Faced with competition from dot-coms and other technology firms, law firms across the nation were forced into bidding wars for new talent. To compete for top graduates, for example, Baltimore law firms raised the average salary for new attorneys almost 20 percent.
But letters such as the one Conti received aren't in the mail this year. Just as the technology sector explosion inflated salaries, its implosion has put the brakes on raises. Today, some firms are freezing starting salaries and adding fewer new associates.
"We're hiring less than we were two years ago," said James D. Mathias, who hired Conti. "I call it 'right-sizing.' We're cautiously optimistic about our hiring."
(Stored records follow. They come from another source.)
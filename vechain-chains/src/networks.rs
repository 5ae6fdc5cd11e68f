//! The closed set of VeChain network deployments.
//!
//! Three networks exist: mainnet (production), testnet (staging) and a
//! local devnet whose on-chain deployment mirrors the testnet. Chain IDs
//! outside this set have no descriptor.

use crate::chains;
use crate::types::ChainData;

/// A VeChain network deployment known to the registry.
#[derive(Debug, Clone, Copy, PartialEq, Eq, Hash)]
pub enum Network {
    /// VeChain mainnet (chain ID 100009).
    Mainnet,
    /// VeChain testnet (chain ID 100010).
    Testnet,
    /// Local development network (chain ID 100011). Shares the testnet's
    /// on-chain deployment; only the off-chain service endpoints differ.
    Devnet,
}

impl Network {
    /// All known network variants, in chain-ID order.
    pub const ALL: &[Self] = &[Self::Mainnet, Self::Testnet, Self::Devnet];

    /// Returns the chain ID for this network.
    #[must_use]
    pub const fn chain_id(self) -> u64 {
        match self {
            Self::Mainnet => 100_009,
            Self::Testnet => 100_010,
            Self::Devnet => 100_011,
        }
    }

    /// Look up a [`Network`] by its chain ID.
    ///
    /// Returns [`None`] if the chain ID is not a known VeChain network.
    #[must_use]
    pub const fn from_chain_id(chain_id: u64) -> Option<Self> {
        match chain_id {
            100_009 => Some(Self::Mainnet),
            100_010 => Some(Self::Testnet),
            100_011 => Some(Self::Devnet),
            _ => None,
        }
    }

    /// Whether this is a non-production deployment.
    #[must_use]
    pub const fn is_testnet(self) -> bool {
        !matches!(self, Self::Mainnet)
    }

    /// Returns the full descriptor record for this network.
    #[must_use]
    pub fn data(self) -> &'static ChainData {
        chains::chain_data(self)
    }
}

#[cfg(test)]
mod tests {
    use super::*;

    #[test]
    fn chain_id_round_trips_through_from_chain_id() {
        for network in Network::ALL {
            assert_eq!(Network::from_chain_id(network.chain_id()), Some(*network));
        }
    }

    #[test]
    fn unknown_chain_ids_have_no_network() {
        for id in [0, 1, 100_008, 100_012, u64::MAX] {
            assert_eq!(Network::from_chain_id(id), None);
        }
    }

    #[test]
    fn only_mainnet_is_production() {
        assert!(!Network::Mainnet.is_testnet());
        assert!(Network::Testnet.is_testnet());
        assert!(Network::Devnet.is_testnet());
    }
}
The salary inflation began when firms on the West Coast, awash in work and competing with dot-coms for talent, offered beginning attorneys $125,000. That price ricocheted to New York and then to Washington. In Baltimore, in a bid to compete for top new attorneys, Piper increased starting salaries to $115,000 last year.
Baltimore firm Venable Baetjer and Howard raised starting salaries to $105,000 last year and budgeted more for performance-based bonuses. In light of the higher starting salaries, both firms were forced to increase salaries up the career ladder to keep other employees satisfied. "It was great for me," said Conti, who received another $10,000 raise, to $105,000, soon after he joined the firm. "But now responsible firms are slowing down on the hiring and raises."
This year, Piper hired 15 associates in Baltimore, down from 17 in 2000.
"We've cut back a bit on our offers," said Co-Chairman Francis B. Burch Jr. "It's somewhat smaller than the number last year and the number you'd expect in a more vibrant economy."
Because firms typically hire new lawyers who first work for them during summer breaks, a firm's level of summer hiring is one indication of how many lawyers it plans to add later.
This summer, Piper hired just 11 law students for its Baltimore office, down from 21 last year and 24 in 1999.
"You don't want to have too many people in the pipeline," Mathias said. "If two years from now the economy is booming, there are always good people out there on the market."
Small law firms "are less sensitive to climactic change than a larger firm," said Geoffrey H. Genth, a member of the hiring committee at Kramon and Graham downtown. The 22-lawyer firm doesn't hire new lawyers every year.
To justify the six-figure salaries, firms are demanding more of their beginning attorneys, said Paula Patton, executive director of the National Association for Law Placement, which tracks associate salaries and hours.
New hires have traditionally logged fewer billable hours, spending time honing their legal-writing, research and problem-solving skills. But higher associate salaries can make partners eager to ensure that their investment is paying off.
"When salaries are high, the tolerance for the length of learning curves is less," Patton said. "Associates who succeed are those who can come in and make a difference right away. Underperformers are being encouraged to find other work."
Baltimore firms said they aren't laying off associate attorneys who don't perform right away. But because of increased salaries, "there's more of a sense of urgency about getting people ramped up and working a full caseload," Mathias said.
"The pressure is tremendous if you've got a family and commitments outside the office," said a Piper associate who asked not to be named. "There's an expectation that to advance you have to bill 2,000 hours every year," 50 more hours than were expected two years ago.
"You do the math," he said. "If you divide 2,000 hours across a year of work days, you have to put in an average of 10 hours a day, unless you don't take holidays and vacations."
"It's something I struggle with on a daily basis," the associate said. "I'm trying to meet the hours requirements while still having time for my family and my life outside. It's difficult."